Molecular-Based FRET Nanosensor with Dynamic Ratiometric NIR-IIb Fluorescence for Real-Time In Vivo Imaging and Sensing

Real-time fluorescence sensing can provide insight into biodynamics. However, few fluorescent tools are available to overcome the tissue scattering and autofluorescence interference for high-contrast in vivo sensing with high spatiotemporal resolution. Here, we develop a molecular-based FRET nanosensor (MFN) capable of producing a dynamic ratiometric NIR-IIb (1500–1700 nm) fluorescence signal under a frequency-modulated dual-wavelength excitation bioimaging system. The MFN provides reliable signals in highly scattering tissues and enables in vivo real-time imaging at micrometer-scale spatial resolution and millisecond-scale temporal resolution.
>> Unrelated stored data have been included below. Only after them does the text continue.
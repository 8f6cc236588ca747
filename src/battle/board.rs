//! Board: a bounded hex region of zones plus the registry of live units
//!
//! The board is the sole owner of both the coordinate -> occupant mapping and
//! the units themselves. Every live unit occupies exactly one zone, and a
//! zone's occupant always has that zone's position recorded.

use std::sync::Arc;

use ahash::AHashMap;
use serde::{Deserialize, Serialize};
use tracing::debug;

use crate::battle::hex::{CubeCoord, HexLayout};
use crate::battle::terrain::ZoneType;
use crate::battle::unit_type::UnitType;
use crate::battle::units::Unit;
use crate::core::types::UnitId;

/// A single hex cell on the board
#[derive(Debug, Clone, PartialEq, Serialize, Deserialize)]
pub struct Zone {
    pub position: CubeCoord,
    pub zone_type: ZoneType,
    occupant: Option<UnitId>,
}

impl Zone {
    pub fn new(position: CubeCoord, zone_type: ZoneType) -> Self {
        Self {
            position,
            zone_type,
            occupant: None,
        }
    }

    pub fn is_occupied(&self) -> bool {
        self.occupant.is_some()
    }

    pub fn occupant(&self) -> Option<&UnitId> {
        self.occupant.as_ref()
    }

    /// Can a unit (flying or not) stand here, terrain-wise?
    pub fn is_passable_for(&self, can_fly: bool) -> bool {
        self.zone_type.is_passable(can_fly)
    }
}

/// The full board
#[derive(Debug, Clone)]
pub struct Board {
    radius: u32,
    layout: HexLayout,
    /// Zones in generation order (q-major)
    zones: Vec<Zone>,
    zone_index: AHashMap<CubeCoord, usize>,
    units: AHashMap<UnitId, Unit>,
    /// Registration order, for deterministic scans
    unit_order: Vec<UnitId>,
}

impl Board {
    /// Create a board of `radius` rings around the origin, all Normal terrain
    pub fn new(radius: u32, hex_size: f64) -> Self {
        let zones: Vec<Zone> = CubeCoord::ORIGIN
            .hexes_in_range(radius)
            .into_iter()
            .map(|coord| Zone::new(coord, ZoneType::Normal))
            .collect();
        let zone_index = zones
            .iter()
            .enumerate()
            .map(|(i, zone)| (zone.position, i))
            .collect();

        Self {
            radius,
            layout: HexLayout::new(hex_size),
            zones,
            zone_index,
            units: AHashMap::new(),
            unit_order: Vec::new(),
        }
    }

    pub fn radius(&self) -> u32 {
        self.radius
    }

    /// Membership test: max(|q|, |r|, |s|) <= radius
    pub fn in_bounds(&self, position: CubeCoord) -> bool {
        position.length() <= self.radius
    }

    pub fn get_zone(&self, position: CubeCoord) -> Option<&Zone> {
        if !self.in_bounds(position) {
            return None;
        }
        self.zone_index.get(&position).map(|&i| &self.zones[i])
    }

    fn get_zone_mut(&mut self, position: CubeCoord) -> Option<&mut Zone> {
        if !self.in_bounds(position) {
            return None;
        }
        match self.zone_index.get(&position) {
            Some(&i) => Some(&mut self.zones[i]),
            None => None,
        }
    }

    /// Replace a zone's terrain, keeping its occupant. Off-board positions are ignored.
    pub fn set_zone_type(&mut self, position: CubeCoord, zone_type: ZoneType) {
        if let Some(zone) = self.get_zone_mut(position) {
            zone.zone_type = zone_type;
        }
    }

    /// Register a unit and occupy the zone at its position.
    ///
    /// Fails (returns false, no change) if the id is already registered or the
    /// unit's zone is missing or occupied.
    pub fn add_unit(&mut self, id: UnitId, unit: Unit) -> bool {
        if self.units.contains_key(&id) {
            return false;
        }
        let Some(zone) = self.get_zone_mut(unit.position()) else {
            return false;
        };
        if zone.is_occupied() {
            return false;
        }
        zone.occupant = Some(id.clone());
        self.unit_order.push(id.clone());
        self.units.insert(id, unit);
        true
    }

    pub fn get_unit(&self, id: &UnitId) -> Option<&Unit> {
        self.units.get(id)
    }

    /// Mutable access for resource changes (damage, fatigue, veil, morale).
    /// Position changes must go through `move_unit` / `update_unit_position`.
    pub fn get_unit_mut(&mut self, id: &UnitId) -> Option<&mut Unit> {
        self.units.get_mut(id)
    }

    /// Relocate a registered unit: vacate the source zone, occupy the
    /// destination and update the unit's own position (paying move fatigue).
    ///
    /// Returns false, leaving the board untouched, if the unit is unknown or
    /// the destination is off-board or occupied.
    pub fn move_unit(&mut self, id: &UnitId, new_position: CubeCoord) -> bool {
        let Some(old_position) = self.units.get(id).map(|u| u.position()) else {
            return false;
        };
        if !self.swap_occupancy(old_position, new_position, id) {
            return false;
        }
        if let Some(unit) = self.units.get_mut(id) {
            unit.move_to(new_position);
        }
        debug!(unit = %id, from = %old_position, to = %new_position, "Unit moved");
        true
    }

    /// Zone-occupancy swap only; the unit's stored position is left alone.
    ///
    /// Returns false, leaving the board untouched, if either zone is missing
    /// or the destination is occupied.
    pub fn update_unit_position(
        &mut self,
        old_position: CubeCoord,
        new_position: CubeCoord,
        id: &UnitId,
    ) -> bool {
        self.swap_occupancy(old_position, new_position, id)
    }

    fn swap_occupancy(&mut self, old_position: CubeCoord, new_position: CubeCoord, id: &UnitId) -> bool {
        if self.get_zone(old_position).is_none() {
            return false;
        }
        match self.get_zone(new_position) {
            Some(zone) if !zone.is_occupied() => {}
            _ => return false,
        }

        if let Some(old_zone) = self.get_zone_mut(old_position) {
            old_zone.occupant = None;
        }
        if let Some(new_zone) = self.get_zone_mut(new_position) {
            new_zone.occupant = Some(id.clone());
        }
        true
    }

    /// Vacate the unit's zone and drop it from the registry
    pub fn remove_unit(&mut self, id: &UnitId) -> Option<Unit> {
        let unit = self.units.remove(id)?;
        if let Some(zone) = self.get_zone_mut(unit.position()) {
            if zone.occupant.as_ref() == Some(id) {
                zone.occupant = None;
            }
        }
        self.unit_order.retain(|other| other != id);
        Some(unit)
    }

    /// Units whose position is within `range` of `position`
    pub fn get_units_in_range(&self, position: CubeCoord, range: u32) -> Vec<(&UnitId, &Unit)> {
        self.iter_units()
            .filter(|(_, unit)| position.distance(&unit.position()) <= range)
            .collect()
    }

    /// Units built from exactly this template instance
    pub fn get_units_of_type(&self, unit_type: &Arc<UnitType>) -> Vec<(&UnitId, &Unit)> {
        self.iter_units()
            .filter(|(_, unit)| Arc::ptr_eq(unit.unit_type(), unit_type))
            .collect()
    }

    pub fn get_all_zones(&self) -> &[Zone] {
        &self.zones
    }

    /// Snapshot of all registered units in registration order
    pub fn get_all_units(&self) -> Vec<(UnitId, Unit)> {
        self.iter_units()
            .map(|(id, unit)| (id.clone(), unit.clone()))
            .collect()
    }

    pub fn iter_units(&self) -> impl Iterator<Item = (&UnitId, &Unit)> {
        self.unit_order
            .iter()
            .filter_map(|id| self.units.get(id).map(|unit| (id, unit)))
    }

    pub fn unit_count(&self) -> usize {
        self.units.len()
    }

    /// The six adjacent zones that lie on the board
    pub fn get_neighbors(&self, position: CubeCoord) -> Vec<&Zone> {
        position
            .neighbors()
            .into_iter()
            .filter_map(|pos| self.get_zone(pos))
            .collect()
    }

    pub fn get_hex_grid(&self) -> &HexLayout {
        &self.layout
    }
}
As a proof of concept, a physiological pH-responsive nanosensor (MFNpH) was designed as a nanoreporter for intravital real-time monitoring of the endocytosis dynamics of nanoparticles in the tumor microenvironment. We also show that MFNpH allows the accurate quantification of pH changes in a solid tumor through video-rate ratiometric imaging. Our study offers a powerful approach for noninvasive imaging and sensing of biodynamics with micrometer-scale spatial resolution and millisecond-scale temporal resolution.